■ **Work instructions**: Filter the material below down to the lines with the word "format" and give those lines.
========================================================================
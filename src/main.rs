//! Crawlctl main entry point
//!
//! Command-line client for driving crawl-ingestion jobs against a chatbot
//! knowledge-base backend.

use anyhow::{bail, Context};
use clap::{Parser, Subcommand};
use crawlctl::api::ApiClient;
use crawlctl::auth::FileTokenStore;
use crawlctl::config::load_config_with_hash;
use crawlctl::notify::ConsoleNotifier;
use crawlctl::workflow::{Outcome, Phase, WorkflowController};
use std::path::PathBuf;
use std::sync::Arc;
use tracing_subscriber::EnvFilter;

/// Crawlctl: a crawl-job workflow client
///
/// Crawlctl talks to a remote crawl-ingestion backend: analyze a target
/// site, curate the discovered pages, start the crawl job, poll its status
/// until it finishes, or stop it.
#[derive(Parser, Debug)]
#[command(name = "crawlctl")]
#[command(version = "1.0.0")]
#[command(about = "A crawl-job workflow client", long_about = None)]
struct Cli {
    /// Path to TOML configuration file
    #[arg(value_name = "CONFIG")]
    config: PathBuf,

    /// Increase logging verbosity (-v, -vv, -vvv)
    #[arg(short, long, action = clap::ArgAction::Count, global = true)]
    verbose: u8,

    /// Suppress non-error output
    #[arg(short, long, conflicts_with = "verbose", global = true)]
    quiet: bool,

    #[command(subcommand)]
    command: Command,
}

#[derive(Subcommand, Debug)]
enum Command {
    /// Analyze the target site and print the discovered pages
    Analyze {
        /// Preview indexes to remove before printing (repeatable)
        #[arg(long, value_name = "INDEX")]
        drop: Vec<usize>,
    },

    /// Run the full workflow: analyze, start, and poll until the job ends
    Run {
        /// Preview indexes to remove before starting (repeatable)
        #[arg(long, value_name = "INDEX")]
        drop: Vec<usize>,
    },

    /// Print one status snapshot of a job started elsewhere
    Status {
        /// The job id to query
        #[arg(long)]
        job: String,
    },

    /// Ask the backend to stop a running job
    Stop {
        /// The job id to stop
        #[arg(long)]
        job: String,
    },

    /// Validate the configuration and show what would be submitted
    DryRun,
}

#[tokio::main]
async fn main() -> anyhow::Result<()> {
    let cli = Cli::parse();

    // Setup logging based on verbosity
    setup_logging(cli.verbose, cli.quiet);

    // Load and validate configuration
    tracing::info!("Loading configuration from: {}", cli.config.display());
    let (config, config_hash) = load_config_with_hash(&cli.config)
        .with_context(|| format!("Failed to load {}", cli.config.display()))?;
    tracing::debug!("Configuration loaded (hash: {})", config_hash);

    match cli.command {
        Command::Analyze { drop } => handle_analyze(&config, drop).await,
        Command::Run { drop } => handle_run(&config, drop).await,
        Command::Status { job } => handle_status(&config, &job).await,
        Command::Stop { job } => handle_stop(&config, &job).await,
        Command::DryRun => handle_dry_run(&config),
    }
}

/// Sets up the logging/tracing subscriber based on verbosity level
fn setup_logging(verbose: u8, quiet: bool) {
    let filter = if quiet {
        // Only show errors
        EnvFilter::new("error")
    } else {
        match verbose {
            0 => EnvFilter::new("crawlctl=info,warn"),
            1 => EnvFilter::new("crawlctl=debug,info"),
            2 => EnvFilter::new("crawlctl=trace,debug"),
            _ => EnvFilter::new("trace"),
        }
    };

    tracing_subscriber::fmt()
        .with_env_filter(filter)
        .with_target(false)
        .with_thread_ids(false)
        .with_file(false)
        .init();
}

/// Builds the API client from configuration
fn build_client(config: &crawlctl::config::Config) -> anyhow::Result<ApiClient> {
    let store = Arc::new(FileTokenStore::new(&config.api.token_path));
    let client = ApiClient::new(&config.api, store).context("Failed to build API client")?;
    Ok(client)
}

/// Builds the workflow controller from configuration
fn build_controller(config: &crawlctl::config::Config) -> anyhow::Result<WorkflowController> {
    let client = build_client(config)?;
    Ok(WorkflowController::from_config(
        config,
        client,
        Arc::new(ConsoleNotifier::new()),
    ))
}

/// Handles the analyze subcommand: preview what a crawl would ingest
async fn handle_analyze(
    config: &crawlctl::config::Config,
    drop: Vec<usize>,
) -> anyhow::Result<()> {
    let mut controller = build_controller(config)?;

    controller.analyze().await?;
    apply_drops(&mut controller, drop)?;

    print_preview(&controller);
    Ok(())
}

/// Handles the run subcommand: full analyze/start/poll workflow
async fn handle_run(config: &crawlctl::config::Config, drop: Vec<usize>) -> anyhow::Result<()> {
    let mut controller = build_controller(config)?;

    if controller.analyze().await? != Phase::Analyzed {
        bail!("Analysis returned no pages to ingest");
    }
    apply_drops(&mut controller, drop)?;
    if controller.phase() != Phase::Analyzed {
        bail!("All discovered pages were dropped; nothing to start");
    }

    print_preview(&controller);

    controller.start().await?;
    let outcome = controller.run_to_completion().await?;

    match outcome {
        Phase::Done(Outcome::Completed) => Ok(()),
        Phase::Done(Outcome::Stopped) => bail!("Crawl was stopped before completing"),
        _ => bail!("Crawl did not complete successfully"),
    }
}

/// Handles the status subcommand: one snapshot of an existing job
async fn handle_status(config: &crawlctl::config::Config, job_id: &str) -> anyhow::Result<()> {
    let client = build_client(config)?;
    let status = client.status(job_id).await?;

    println!("Job:       {}", job_id);
    println!("Progress:  {}/{} pages ({}%)", status.processed, status.total, status.percent());
    println!("Succeeded: {}", status.success);
    println!("Errors:    {}", status.errors);
    if let Some(url) = &status.current_url {
        println!("Current:   {}", url);
    }
    if let Some(error) = &status.error {
        println!("Failed:    {}", error);
    } else if status.completed {
        println!("Completed");
    }

    Ok(())
}

/// Handles the stop subcommand
async fn handle_stop(config: &crawlctl::config::Config, job_id: &str) -> anyhow::Result<()> {
    let client = build_client(config)?;
    client.stop(job_id).await?;
    println!("✓ Stop requested for job {}", job_id);
    Ok(())
}

/// Handles the dry-run subcommand: validates config and shows the plan
fn handle_dry_run(config: &crawlctl::config::Config) -> anyhow::Result<()> {
    println!("=== Crawlctl Dry Run ===\n");

    println!("Backend:");
    println!("  Base URL: {}", config.api.base_url);
    println!("  Chatbot: {}", config.api.chatbot_id);
    println!("  Token file: {}", config.api.token_path);
    println!("  Request timeout: {}ms", config.api.request_timeout_ms);

    println!("\nCrawl:");
    println!("  Target: {}", config.crawl.target_url);
    println!("  Depth: {}", config.crawl.depth);
    println!("  Page limit: {}", config.crawl.limit);
    println!("  Content types: {:?}", config.crawl.content_types);

    println!(
        "\nExclude patterns ({}):",
        config.crawl.exclude_patterns.len()
    );
    for pattern in &config.crawl.exclude_patterns {
        println!("  - {}", pattern);
    }

    println!("\nWorkflow:");
    println!("  Poll interval: {}ms", config.workflow.poll_interval_ms);

    println!("\n✓ Configuration is valid");
    Ok(())
}

/// Removes the given preview indexes, highest first so they stay valid
fn apply_drops(controller: &mut WorkflowController, mut drop: Vec<usize>) -> anyhow::Result<()> {
    drop.sort_unstable();
    drop.dedup();
    for index in drop.into_iter().rev() {
        controller
            .remove_url(index)
            .with_context(|| format!("Cannot drop preview index {}", index))?;
        if !controller.phase().can_start() {
            // Preview emptied out; later drops would be invalid anyway
            break;
        }
    }
    Ok(())
}

/// Prints the discovered-URL preview
fn print_preview(controller: &WorkflowController) {
    let urls = controller.discovered();
    println!("Discovered pages ({}):", urls.len());
    for (i, url) in urls.iter().enumerate() {
        println!("  [{}] {}", i, url);
    }
}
========================================================================
■ **Solution to the exercise**:
        .with_context(|| format!("Failed to load {}", cli.config.display()))?;
            .with_context(|| format!("Cannot drop preview index {}", index))?;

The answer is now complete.